§ **Stored data entries**
--

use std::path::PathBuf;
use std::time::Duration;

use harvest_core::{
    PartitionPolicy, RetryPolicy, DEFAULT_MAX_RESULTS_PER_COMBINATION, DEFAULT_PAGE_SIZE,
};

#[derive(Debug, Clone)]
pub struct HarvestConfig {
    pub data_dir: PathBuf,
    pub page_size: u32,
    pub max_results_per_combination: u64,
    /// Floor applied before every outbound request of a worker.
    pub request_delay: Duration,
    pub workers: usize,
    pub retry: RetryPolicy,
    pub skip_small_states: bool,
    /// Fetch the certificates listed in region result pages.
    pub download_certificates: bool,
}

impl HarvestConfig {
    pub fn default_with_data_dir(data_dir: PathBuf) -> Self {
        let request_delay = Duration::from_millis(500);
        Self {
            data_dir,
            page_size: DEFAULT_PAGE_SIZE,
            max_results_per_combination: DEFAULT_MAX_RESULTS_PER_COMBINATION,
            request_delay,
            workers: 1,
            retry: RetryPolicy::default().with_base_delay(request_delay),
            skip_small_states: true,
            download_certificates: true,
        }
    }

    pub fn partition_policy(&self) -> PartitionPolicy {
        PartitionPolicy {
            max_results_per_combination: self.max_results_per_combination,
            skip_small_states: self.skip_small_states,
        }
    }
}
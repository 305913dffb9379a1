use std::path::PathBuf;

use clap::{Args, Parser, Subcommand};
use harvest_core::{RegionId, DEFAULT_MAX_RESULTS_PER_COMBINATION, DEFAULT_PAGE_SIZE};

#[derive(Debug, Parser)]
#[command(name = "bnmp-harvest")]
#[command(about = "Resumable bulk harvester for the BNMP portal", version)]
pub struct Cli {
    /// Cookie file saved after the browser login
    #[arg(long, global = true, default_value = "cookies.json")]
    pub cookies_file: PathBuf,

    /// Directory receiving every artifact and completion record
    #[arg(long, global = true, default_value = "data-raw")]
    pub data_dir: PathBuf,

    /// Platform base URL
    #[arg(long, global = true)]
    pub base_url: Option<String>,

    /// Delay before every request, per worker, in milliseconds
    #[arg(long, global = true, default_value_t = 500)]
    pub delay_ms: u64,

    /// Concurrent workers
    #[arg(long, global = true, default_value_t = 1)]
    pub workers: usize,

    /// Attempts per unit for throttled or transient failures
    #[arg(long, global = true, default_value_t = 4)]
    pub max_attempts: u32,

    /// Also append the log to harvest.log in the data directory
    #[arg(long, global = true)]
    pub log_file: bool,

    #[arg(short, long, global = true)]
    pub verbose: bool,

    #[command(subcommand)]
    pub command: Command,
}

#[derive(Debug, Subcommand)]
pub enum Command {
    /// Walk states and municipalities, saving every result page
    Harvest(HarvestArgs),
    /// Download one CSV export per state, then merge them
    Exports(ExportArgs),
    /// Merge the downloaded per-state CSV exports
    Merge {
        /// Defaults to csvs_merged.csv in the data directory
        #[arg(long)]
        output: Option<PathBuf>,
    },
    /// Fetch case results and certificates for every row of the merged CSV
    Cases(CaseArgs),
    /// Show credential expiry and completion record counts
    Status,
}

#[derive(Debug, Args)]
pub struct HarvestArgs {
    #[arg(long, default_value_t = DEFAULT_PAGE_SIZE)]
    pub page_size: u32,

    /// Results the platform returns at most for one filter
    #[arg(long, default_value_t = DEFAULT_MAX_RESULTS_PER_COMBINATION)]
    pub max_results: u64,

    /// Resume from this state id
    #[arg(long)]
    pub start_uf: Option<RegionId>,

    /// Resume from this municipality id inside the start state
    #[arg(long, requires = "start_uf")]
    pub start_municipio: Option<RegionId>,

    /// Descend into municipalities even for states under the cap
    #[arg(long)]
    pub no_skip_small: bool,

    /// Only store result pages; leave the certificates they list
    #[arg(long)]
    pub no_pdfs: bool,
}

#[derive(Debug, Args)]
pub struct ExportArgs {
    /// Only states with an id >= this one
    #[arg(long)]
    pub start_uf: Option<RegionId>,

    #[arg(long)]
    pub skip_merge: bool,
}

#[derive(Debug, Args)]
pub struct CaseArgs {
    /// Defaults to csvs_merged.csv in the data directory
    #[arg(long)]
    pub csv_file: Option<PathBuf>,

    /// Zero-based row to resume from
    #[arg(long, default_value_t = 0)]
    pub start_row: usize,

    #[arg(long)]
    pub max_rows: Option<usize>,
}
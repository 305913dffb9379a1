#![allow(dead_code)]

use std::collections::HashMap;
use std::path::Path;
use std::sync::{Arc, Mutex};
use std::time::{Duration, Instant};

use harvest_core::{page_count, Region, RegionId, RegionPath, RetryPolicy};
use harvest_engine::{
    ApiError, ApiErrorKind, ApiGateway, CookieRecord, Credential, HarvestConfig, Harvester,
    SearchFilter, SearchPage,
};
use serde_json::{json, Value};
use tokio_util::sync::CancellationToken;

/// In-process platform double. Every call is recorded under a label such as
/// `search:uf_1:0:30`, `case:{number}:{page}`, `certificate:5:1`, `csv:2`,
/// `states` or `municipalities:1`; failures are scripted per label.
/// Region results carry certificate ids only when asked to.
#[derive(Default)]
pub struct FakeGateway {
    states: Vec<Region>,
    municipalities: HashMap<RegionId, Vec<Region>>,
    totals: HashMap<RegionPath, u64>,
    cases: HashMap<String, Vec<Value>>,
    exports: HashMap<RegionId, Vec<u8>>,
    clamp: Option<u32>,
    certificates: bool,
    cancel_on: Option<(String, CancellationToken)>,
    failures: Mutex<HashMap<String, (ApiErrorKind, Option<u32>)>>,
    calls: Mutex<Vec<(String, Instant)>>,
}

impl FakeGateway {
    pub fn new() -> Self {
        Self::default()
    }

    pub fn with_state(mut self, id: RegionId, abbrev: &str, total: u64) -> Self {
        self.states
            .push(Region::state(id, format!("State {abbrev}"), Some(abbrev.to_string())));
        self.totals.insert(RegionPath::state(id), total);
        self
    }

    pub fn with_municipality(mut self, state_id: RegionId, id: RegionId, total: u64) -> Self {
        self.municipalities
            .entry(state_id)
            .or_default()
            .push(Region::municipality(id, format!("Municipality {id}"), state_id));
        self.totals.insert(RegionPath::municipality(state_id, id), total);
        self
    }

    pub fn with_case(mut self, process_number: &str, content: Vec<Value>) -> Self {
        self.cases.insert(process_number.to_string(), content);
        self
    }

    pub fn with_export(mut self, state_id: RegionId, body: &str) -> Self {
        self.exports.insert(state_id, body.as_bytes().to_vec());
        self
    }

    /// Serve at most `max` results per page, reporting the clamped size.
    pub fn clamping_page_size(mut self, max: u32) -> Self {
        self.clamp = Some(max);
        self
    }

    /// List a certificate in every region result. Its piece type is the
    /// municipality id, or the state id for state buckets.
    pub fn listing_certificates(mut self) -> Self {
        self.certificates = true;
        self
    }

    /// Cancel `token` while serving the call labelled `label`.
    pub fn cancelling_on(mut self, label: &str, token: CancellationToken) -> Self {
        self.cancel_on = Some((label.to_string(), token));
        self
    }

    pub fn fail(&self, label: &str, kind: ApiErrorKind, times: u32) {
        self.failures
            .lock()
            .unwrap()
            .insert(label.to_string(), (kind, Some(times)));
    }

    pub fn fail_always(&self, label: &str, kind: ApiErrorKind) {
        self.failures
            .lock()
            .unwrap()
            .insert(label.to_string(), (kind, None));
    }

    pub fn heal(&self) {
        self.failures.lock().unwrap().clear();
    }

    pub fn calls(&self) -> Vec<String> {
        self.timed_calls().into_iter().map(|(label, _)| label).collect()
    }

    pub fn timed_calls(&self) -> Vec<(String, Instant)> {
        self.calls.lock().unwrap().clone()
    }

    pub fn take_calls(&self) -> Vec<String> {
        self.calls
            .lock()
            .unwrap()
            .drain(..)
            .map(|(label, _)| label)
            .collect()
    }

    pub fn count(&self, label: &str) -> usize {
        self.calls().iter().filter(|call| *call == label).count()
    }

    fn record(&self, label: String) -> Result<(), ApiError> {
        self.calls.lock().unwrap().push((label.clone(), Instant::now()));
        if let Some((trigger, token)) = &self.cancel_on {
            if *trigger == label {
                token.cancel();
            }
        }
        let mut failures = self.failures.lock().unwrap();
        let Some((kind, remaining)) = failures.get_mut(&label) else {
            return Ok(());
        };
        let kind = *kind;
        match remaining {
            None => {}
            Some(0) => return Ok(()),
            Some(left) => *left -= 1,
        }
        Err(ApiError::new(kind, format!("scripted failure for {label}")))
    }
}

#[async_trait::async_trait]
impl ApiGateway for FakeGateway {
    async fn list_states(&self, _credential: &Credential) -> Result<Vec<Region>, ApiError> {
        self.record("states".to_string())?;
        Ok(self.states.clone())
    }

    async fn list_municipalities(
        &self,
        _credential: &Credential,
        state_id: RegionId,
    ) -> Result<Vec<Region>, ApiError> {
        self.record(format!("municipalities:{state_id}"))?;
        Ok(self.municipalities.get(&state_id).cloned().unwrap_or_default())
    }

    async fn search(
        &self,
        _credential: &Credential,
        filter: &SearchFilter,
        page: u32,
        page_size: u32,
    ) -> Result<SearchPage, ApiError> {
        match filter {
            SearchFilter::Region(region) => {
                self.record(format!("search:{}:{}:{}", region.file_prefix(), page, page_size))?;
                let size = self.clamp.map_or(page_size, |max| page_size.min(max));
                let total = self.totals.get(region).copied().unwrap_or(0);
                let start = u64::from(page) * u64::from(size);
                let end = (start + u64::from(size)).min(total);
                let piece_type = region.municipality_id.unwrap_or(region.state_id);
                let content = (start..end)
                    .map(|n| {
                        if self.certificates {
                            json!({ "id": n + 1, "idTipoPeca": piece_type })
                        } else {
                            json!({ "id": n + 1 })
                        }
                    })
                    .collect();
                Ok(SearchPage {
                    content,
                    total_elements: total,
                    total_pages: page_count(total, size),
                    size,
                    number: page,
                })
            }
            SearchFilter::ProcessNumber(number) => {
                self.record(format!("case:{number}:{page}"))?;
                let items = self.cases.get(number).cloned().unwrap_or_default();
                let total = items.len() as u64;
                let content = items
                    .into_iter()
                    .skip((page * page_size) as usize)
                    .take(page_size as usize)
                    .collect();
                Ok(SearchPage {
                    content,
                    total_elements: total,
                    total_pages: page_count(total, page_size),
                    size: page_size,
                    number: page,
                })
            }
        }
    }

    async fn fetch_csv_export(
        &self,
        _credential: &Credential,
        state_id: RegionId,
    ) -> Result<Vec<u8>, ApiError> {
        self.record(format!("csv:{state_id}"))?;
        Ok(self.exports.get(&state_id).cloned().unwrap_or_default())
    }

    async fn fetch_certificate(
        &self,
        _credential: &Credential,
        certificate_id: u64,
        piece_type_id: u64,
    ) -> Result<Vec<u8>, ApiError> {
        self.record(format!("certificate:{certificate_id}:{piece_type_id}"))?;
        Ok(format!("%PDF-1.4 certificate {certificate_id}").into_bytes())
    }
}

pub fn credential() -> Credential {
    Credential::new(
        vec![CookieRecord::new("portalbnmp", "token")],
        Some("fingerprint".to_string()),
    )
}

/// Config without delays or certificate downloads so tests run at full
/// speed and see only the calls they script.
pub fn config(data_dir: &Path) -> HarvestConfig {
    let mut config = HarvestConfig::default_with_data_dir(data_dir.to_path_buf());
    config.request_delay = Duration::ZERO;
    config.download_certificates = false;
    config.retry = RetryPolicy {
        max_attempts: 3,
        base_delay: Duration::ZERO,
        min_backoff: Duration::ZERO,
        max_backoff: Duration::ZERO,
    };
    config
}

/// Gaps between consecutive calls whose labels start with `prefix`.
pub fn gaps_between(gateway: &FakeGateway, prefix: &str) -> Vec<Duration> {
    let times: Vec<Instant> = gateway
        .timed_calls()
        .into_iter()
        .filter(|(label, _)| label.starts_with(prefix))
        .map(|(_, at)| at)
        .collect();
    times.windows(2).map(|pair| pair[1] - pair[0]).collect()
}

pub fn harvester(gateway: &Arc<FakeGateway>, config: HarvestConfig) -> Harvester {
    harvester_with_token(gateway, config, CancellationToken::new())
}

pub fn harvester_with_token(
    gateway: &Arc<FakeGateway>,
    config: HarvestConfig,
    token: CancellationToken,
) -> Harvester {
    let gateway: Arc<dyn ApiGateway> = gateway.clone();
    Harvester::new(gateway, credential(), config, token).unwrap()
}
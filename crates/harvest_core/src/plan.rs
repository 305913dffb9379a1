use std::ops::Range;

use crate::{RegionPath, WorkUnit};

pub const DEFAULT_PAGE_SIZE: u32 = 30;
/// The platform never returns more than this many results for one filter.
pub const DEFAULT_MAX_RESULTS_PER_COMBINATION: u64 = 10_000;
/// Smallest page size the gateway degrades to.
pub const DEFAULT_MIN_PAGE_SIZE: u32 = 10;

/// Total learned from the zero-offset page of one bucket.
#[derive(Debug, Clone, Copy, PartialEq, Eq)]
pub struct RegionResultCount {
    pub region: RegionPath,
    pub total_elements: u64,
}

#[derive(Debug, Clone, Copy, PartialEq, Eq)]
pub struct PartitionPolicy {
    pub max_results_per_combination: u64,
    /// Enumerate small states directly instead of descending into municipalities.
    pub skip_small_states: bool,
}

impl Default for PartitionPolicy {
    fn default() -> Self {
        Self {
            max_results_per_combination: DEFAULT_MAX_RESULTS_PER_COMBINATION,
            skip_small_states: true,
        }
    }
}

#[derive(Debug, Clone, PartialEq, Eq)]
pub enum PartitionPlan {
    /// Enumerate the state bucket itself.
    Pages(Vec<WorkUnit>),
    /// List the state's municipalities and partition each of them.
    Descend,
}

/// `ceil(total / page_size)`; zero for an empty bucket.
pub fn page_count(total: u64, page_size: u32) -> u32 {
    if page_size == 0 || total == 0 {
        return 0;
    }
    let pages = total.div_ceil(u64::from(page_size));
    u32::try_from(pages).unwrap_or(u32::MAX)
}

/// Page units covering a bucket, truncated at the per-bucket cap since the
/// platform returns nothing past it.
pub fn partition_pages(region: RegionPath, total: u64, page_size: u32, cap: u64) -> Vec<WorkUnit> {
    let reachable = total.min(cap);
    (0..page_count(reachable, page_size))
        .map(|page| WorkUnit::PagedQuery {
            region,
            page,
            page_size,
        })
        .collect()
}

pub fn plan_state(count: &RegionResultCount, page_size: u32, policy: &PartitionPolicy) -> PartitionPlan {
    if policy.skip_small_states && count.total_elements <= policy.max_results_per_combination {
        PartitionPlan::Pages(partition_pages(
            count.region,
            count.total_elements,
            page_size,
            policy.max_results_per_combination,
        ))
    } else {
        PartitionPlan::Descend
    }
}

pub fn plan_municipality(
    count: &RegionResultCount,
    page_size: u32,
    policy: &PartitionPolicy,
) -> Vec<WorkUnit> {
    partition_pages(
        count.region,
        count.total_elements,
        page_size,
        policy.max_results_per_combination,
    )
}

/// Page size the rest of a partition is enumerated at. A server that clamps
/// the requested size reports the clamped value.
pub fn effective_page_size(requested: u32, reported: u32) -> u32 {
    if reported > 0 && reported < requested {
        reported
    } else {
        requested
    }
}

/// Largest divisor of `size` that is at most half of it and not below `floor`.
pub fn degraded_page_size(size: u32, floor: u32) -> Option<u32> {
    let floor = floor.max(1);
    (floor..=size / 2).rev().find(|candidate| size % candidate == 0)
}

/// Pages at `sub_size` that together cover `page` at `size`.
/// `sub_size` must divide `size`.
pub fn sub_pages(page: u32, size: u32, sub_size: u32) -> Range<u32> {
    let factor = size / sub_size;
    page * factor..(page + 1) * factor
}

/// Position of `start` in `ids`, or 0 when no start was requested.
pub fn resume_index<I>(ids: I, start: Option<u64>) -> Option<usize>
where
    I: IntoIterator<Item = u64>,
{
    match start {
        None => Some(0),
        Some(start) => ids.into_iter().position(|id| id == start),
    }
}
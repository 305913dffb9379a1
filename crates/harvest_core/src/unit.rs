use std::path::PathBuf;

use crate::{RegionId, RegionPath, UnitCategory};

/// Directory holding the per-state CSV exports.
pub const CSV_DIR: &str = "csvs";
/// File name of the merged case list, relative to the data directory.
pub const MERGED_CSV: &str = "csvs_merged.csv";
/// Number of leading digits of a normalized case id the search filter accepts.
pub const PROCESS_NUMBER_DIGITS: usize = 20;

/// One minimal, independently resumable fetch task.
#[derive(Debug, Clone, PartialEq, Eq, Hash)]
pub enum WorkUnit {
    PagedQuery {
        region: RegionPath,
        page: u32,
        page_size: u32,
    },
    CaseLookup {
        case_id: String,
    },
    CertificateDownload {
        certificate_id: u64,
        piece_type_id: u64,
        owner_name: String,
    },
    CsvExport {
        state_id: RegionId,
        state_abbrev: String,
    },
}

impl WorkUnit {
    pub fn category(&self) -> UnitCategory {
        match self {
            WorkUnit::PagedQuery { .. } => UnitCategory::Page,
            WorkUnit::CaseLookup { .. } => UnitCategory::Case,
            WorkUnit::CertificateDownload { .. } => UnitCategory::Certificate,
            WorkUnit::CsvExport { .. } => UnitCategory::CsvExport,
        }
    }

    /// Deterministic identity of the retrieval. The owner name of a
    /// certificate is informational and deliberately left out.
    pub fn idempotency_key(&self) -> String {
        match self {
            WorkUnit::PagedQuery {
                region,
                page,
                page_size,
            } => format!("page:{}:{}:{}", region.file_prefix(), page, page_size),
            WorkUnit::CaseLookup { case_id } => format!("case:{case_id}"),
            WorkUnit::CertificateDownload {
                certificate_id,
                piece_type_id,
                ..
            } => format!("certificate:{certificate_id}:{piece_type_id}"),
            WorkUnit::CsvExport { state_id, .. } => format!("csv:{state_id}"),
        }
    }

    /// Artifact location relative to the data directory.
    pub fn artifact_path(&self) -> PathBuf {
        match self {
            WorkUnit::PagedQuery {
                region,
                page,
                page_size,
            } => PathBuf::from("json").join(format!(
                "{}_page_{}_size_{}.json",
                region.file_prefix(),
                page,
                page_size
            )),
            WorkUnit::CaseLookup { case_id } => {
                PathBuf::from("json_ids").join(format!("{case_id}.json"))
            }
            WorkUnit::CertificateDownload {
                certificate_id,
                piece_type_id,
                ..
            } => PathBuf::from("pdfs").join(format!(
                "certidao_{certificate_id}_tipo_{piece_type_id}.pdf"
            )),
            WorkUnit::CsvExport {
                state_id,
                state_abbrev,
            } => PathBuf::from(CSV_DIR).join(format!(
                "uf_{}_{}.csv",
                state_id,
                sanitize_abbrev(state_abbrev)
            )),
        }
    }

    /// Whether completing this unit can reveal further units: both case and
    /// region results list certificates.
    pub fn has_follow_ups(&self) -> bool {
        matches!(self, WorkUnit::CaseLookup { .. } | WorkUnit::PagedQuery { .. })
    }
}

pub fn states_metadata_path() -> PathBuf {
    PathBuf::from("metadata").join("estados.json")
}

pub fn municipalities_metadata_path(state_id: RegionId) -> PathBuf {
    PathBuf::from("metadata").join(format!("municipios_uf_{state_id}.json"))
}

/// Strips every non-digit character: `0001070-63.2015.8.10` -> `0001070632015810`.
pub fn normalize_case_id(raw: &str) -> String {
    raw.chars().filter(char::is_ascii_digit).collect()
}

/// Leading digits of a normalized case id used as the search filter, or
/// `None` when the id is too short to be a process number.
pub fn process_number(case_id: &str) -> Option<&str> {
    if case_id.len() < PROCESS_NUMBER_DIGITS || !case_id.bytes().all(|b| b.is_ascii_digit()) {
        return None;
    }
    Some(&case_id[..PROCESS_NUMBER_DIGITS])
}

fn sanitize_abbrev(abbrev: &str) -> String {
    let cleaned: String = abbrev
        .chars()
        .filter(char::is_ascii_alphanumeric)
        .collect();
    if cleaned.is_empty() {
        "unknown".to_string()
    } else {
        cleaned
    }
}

--

Of the entries above, repeat exactly the lines from the line with "impl Default for" through the line with "if page_size == 0", both of them included.

§ **SOLUTION TO THIS TASK**
impl Default for PartitionPolicy {
    fn default() -> Self {
        Self {
            max_results_per_combination: DEFAULT_MAX_RESULTS_PER_COMBINATION,
            skip_small_states: true,
        }
    }
}

#[derive(Debug, Clone, PartialEq, Eq)]
pub enum PartitionPlan {
    /// Enumerate the state bucket itself.
    Pages(Vec<WorkUnit>),
    /// List the state's municipalities and partition each of them.
    Descend,
}

/// `ceil(total / page_size)`; zero for an empty bucket.
pub fn page_count(total: u64, page_size: u32) -> u32 {
    if page_size == 0 || total == 0 {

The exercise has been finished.